After a year and half of delays and two postponements due to COVID-19, the annual community training held by Bester Community of Hope, a San Mar initiative, finally took place with safety precautions in place this past Thursday, October 7th: It was worth the wait.
Over 650 people secured tickets to enter the Maryland Theatre for the event, with this year’s theme “Breaking the Cycle” focused on addressing systems change and exploring individual actions where we can take ownership. The nationally recognized speakers helped to craft the message of “pay now or later” sponsored by the Maryland Department of Human Services of Washington County and the Alice Virginia & David W. Fletcher Foundation.
Mental Health advocate Sue Klebold began the day sharing the tragic story of her son and his involvement in the Columbine school shootings. Throughout her testimony she was able to share her experience as a mother of a young man dealing with unrecognized mental illness, and provide important lessons learned to the audience. “I learned that for suicide prevention, love is not enough,” Klebold explained. “And if I could go back and give myself advice I would say ‘shut up and listen’. Instead of telling our kids what we believe is true about the good things about them, let them talk. I’d go back and say, ‘tell me more’.” Following her riveting personal story, Klebold sat down for a 30-minute interview with Shamoyia Gardner, Executive Director of Strong Schools Maryland, focused on the intersection of mental health, schools and neighborhoods, exploring tangible tools to consider for school systems and the critical need for prevention efforts as a part of the mental health strategy.

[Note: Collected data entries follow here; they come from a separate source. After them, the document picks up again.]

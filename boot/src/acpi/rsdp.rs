//! Parser for the RSDP table

use super::{AcpiError, SdtHeader, xsdt::Xsdt};
use core::ptr;
use kernel::{
    arch::{BASIC_PAGE_SIZE, x86_64::X86_64},
    mem::paging::{Flags, PageSize, PagingManager},
};
use utils::mem::PhysAddr;

/// The RSDP (a pointer to the XSDT)
#[repr(C, packed)]
struct Rsdp {
    /// The signature of the RSDP
    signature: [u8; 8],
    /// The checksum to compare of the RSDP
    checksum: u8,
    /// The OEM ID
    oem_id: [u8; 6],
    /// The OEM table ID
    revision: u8,
    /// The OEM revision
    rsdt_address: u32,
}

/// The RSDP2 (the extended version of the RSDP)
///
/// This is an extension to the classic `Rsdp`
#[repr(C, packed)]
pub(super) struct Rsdp2 {
    old: Rsdp,

    // Part 2 (the extension)
    /// The length of the RSDP2
    length: u32,
    /// The revision of the RSDP2
    xsdt_address: u64,
    /// The extended checksum of the RSDP2
    extended_checksum: u8,
    /// Reserved field
    _reserved: [u8; 3],
}

impl Rsdp2 {
    /// Validate the checksum of the RSDP2
    pub(super) fn validate_checksum(&self) -> Result<(), AcpiError> {
        // RSDP2 checksum is calculated for the original fields, and the extended fields separately
        // Calculate checksum for the original Rsdp
        {
            let mut sum: usize = 0;
            let ptr = ptr::from_ref(self).cast::<u8>();
            for i in 0..size_of::<Rsdp>() {
                sum += unsafe { *(ptr.add(i)) } as usize;
            }

            if sum & 0xff != 0 {
                return Err(AcpiError::InvalidChecksum);
            }
        }
        // Calculate checksum for the new fields
        {
            let mut sum: usize = 0;
            let ptr = unsafe { ptr::from_ref(self).cast::<u8>().byte_add(size_of::<Rsdp>()) };
            for i in 0..(size_of::<Rsdp2>() - size_of::<Rsdp>()) {
                sum += unsafe { *(ptr.add(i)) } as usize;
            }

            if sum & 0xff != 0 {
                return Err(AcpiError::InvalidChecksum);
            }
        }

        Ok(())
    }

    /// Get a pointer to the XSDT
    #[inline]
    pub(super) fn get_xsdt(&self) -> &Xsdt {
        let ptr: *const SdtHeader = unsafe {
            let addr = PhysAddr(self.xsdt_address as usize);
            let diff = addr.0 % BASIC_PAGE_SIZE;
            (X86_64::map_pages(addr - diff, 1, Flags::new(), PageSize::size_4kb()).unwrap() + diff)
                .into()
        };

        utils::sanity_assert!(ptr.is_aligned_to(align_of::<Xsdt>()));

        unsafe { ptr.cast::<Xsdt>().as_ref().unwrap() }
    }
}
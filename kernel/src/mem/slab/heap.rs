//! A global heap allocator for the kernel. Structured as a bunch of uninitable object slab allocators

use super::internal::{InternalSlabAllocator, ObjectNode};

use core::{
    alloc::{GlobalAlloc, Layout},
    cell::UnsafeCell,
    ptr::{NonNull, null_mut},
};

/// The global instance of the kernel heap allocator
#[global_allocator]
pub(super) static KERNEL_HEAP_ALLOCATOR: KernelHeapAllocator = KernelHeapAllocator::new();

/// A global heap allocator for the kernel. Structured as a bunch of uninitable object slab
/// allocators
#[derive(Debug)]
pub(super) struct KernelHeapAllocator([UnsafeCell<InternalSlabAllocator>; Self::SIZE]);

/// A macro to make creating slab allocators easier
macro_rules! create_slab_allocators {
    ($($size:expr),*) => {
        [
            $(UnsafeCell::new( InternalSlabAllocator::new(Layout::new::<[u8; $size]>())),)*
        ]
    };
}

impl KernelHeapAllocator {
    const MIN_POW: usize = 16_usize.ilog2() as usize;
    const MAX_POW: usize = 16384_usize.ilog2() as usize;
    const SIZE: usize = Self::MAX_POW - Self::MIN_POW + 1;

    /// Create a new instance of the kernel heap allocator
    #[rustfmt::skip]
    const fn new() -> Self {
        // TODO: Use a const array::from_fn here!
        // TODO: Benchmark and possibly change the slab allocator sizes
        Self(create_slab_allocators!(
            2_usize.pow(Self::MIN_POW as u32),
            2_usize.pow(Self::MIN_POW as u32 + 1),
            2_usize.pow(Self::MIN_POW as u32 + 2),
            2_usize.pow(Self::MIN_POW as u32 + 3),
            2_usize.pow(Self::MIN_POW as u32 + 4),
            2_usize.pow(Self::MIN_POW as u32 + 5),
            2_usize.pow(Self::MIN_POW as u32 + 6),
            2_usize.pow(Self::MIN_POW as u32 + 7),
            2_usize.pow(Self::MIN_POW as u32 + 8),
            2_usize.pow(Self::MIN_POW as u32 + 9),
            2_usize.pow(Self::MIN_POW as u32 + 10)
        ))
    }

    /// Get the index of the allocator that is closest to the total size layout requires
    #[inline]
    const fn get_matching_allocator_index(layout: Layout) -> usize {
        let pow = layout.pad_to_align().size().next_power_of_two().ilog2() as usize;
        assert!(pow <= Self::MAX_POW);
        if pow <= Self::MIN_POW {
            return 0;
        }

        pow - Self::MIN_POW
    }
}

// XXX: Make this actually Syncable
unsafe impl Sync for KernelHeapAllocator {}

unsafe impl GlobalAlloc for KernelHeapAllocator {
    unsafe fn alloc(&self, layout: Layout) -> *mut u8 {
        // Use the allocator that is closest to the total size layout requires
        let index = KernelHeapAllocator::get_matching_allocator_index(layout);

        // Try accessing allocators, and then also try to allocate
        if let Some(allocator) = unsafe { self.0[index].get().as_mut() }
            && let Ok(ptr) = allocator.allocate()
        {
            return ptr.as_ptr().cast::<u8>();
        }

        // Returning NULL indicates an error
        null_mut()
    }

    unsafe fn dealloc(&self, ptr: *mut u8, layout: Layout) {
        // Use the allocator that is closest to the total size layout requires
        let index = layout.size().next_power_of_two().ilog2() as usize;

        // Convert ptr to a NonNull one + cast, get the allocator and pass the pointer to the
        // allocator
        if let Some(non_null_ptr) = NonNull::new(ptr.cast::<ObjectNode>())
            && let Some(allocator) = unsafe { self.0[index].get().as_mut() }
        {
            unsafe {
                let _ = allocator.free(non_null_ptr);
            };
        }
    }
}

#[cfg(test)]
mod tests {
    use alloc::{boxed::Box, string::ToString, vec::Vec};
    use macros::test_fn;

    #[test_fn]
    fn test_heap_generic_allocs() {
        let a = Box::new(5_usize);
        let string = Box::new("Hello, World!".to_string());
        assert_eq!(*a, 5);
        assert_eq!(*string, "Hello, World!".to_string());
        drop(a);
        drop(string);

        let a = Box::new([100_usize, 12_usize, 42_usize]);
        let part1 = Box::new("Hello there");
        {
            let part2 = Box::new("General Kenobi");
            let b = Box::new(200);
            let mut v = Vec::new();

            for i in 0..100 {
                v.push(Box::new(i));
            }

            for i in 0..100 {
                assert_eq!(*v.pop().unwrap(), 99 - i);
            }

            assert_eq!(*b, 200);
            assert_eq!(*part2, "General Kenobi");
        }

        assert_eq!(*a, [100, 12, 42]);
        assert_eq!(*part1, "Hello there");

        let a = Box::new(());
        assert_eq!(*a, ());
    }
}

Best-selling author of “The Gift of Anger” Arun Gandhi, the grandson of Mahatma Gandhi, explored how the lessons of non-violence from his grandfather remain relevant today as themes of racial injustice and equity concerns persist in society. “One thing is clear today as it was then, we are all connected. We are still approaching dealing with the mind without the body. The person without the environment.” Following his exploration of compassionate capitalism, restorative practices along with key lessons from his grandfather, an audience member asked, “Can you think of a time where you were angry and how you responded?” Gandhi proceeded to illustrate how a key figure in the apartheid effort in South Africa, who was directly impacting the freedom of his family, came to visit South Africa and spent many days with him as his required tour guide on vacation. He explained to his persecutor his plight and committed that regardless of this to give him the best possible experience but still challenge his thinking while showing him unconditional love. Gandhi explained, “At the conclusion of his visit, he hugged me and wept, and in the years that followed, he stood against apartheid publicly and joined the cause.”
The session closed with world renowned autism advocate and animal scientist Temple Grandin, a case study in hope, resilience and the power of early intervention. Grandin spent her keynote address exploring all of the signature moments where support, connections and the right opportunities helped her thrive even with many personal challenges. She implored the audience that this was not unique to her, and there were many “backdoors” that could be created to help others succeed and not to get stuck in one size fits all educational or vocational pathways. As she was peppered with many questions from the audience she explained, “Well, I’m not doctor, so I’m not qualified to give advice, so we’ll do what engineers do, let’s trouble shoot.” Thinking about her diverse experiences personally and professionally, she shared, “I’ve learned a lot today, with speakers from so many different backgrounds, it’s good to cross pollinate, so we can break out of our thinking.” As Grandin highlighted many practical examples for different age groups she shared an important lesson from her recent flight with a very casually dressed human resources manager in a large manufacturing firm. The HR professional explained he hires all their staff, but had never been in the warehouse where all the work occurred. Temple explained, “And that is the problem. We’re making decisions about people based on their ability to perform verbally in an interview, or what is written on paper. So I told him ‘If you want to really see what success looks like get your butt in the warehouse and talk to the people who work there! And wear what you’re wearing now, you’ll fit in better. You won’t regret that you did’.”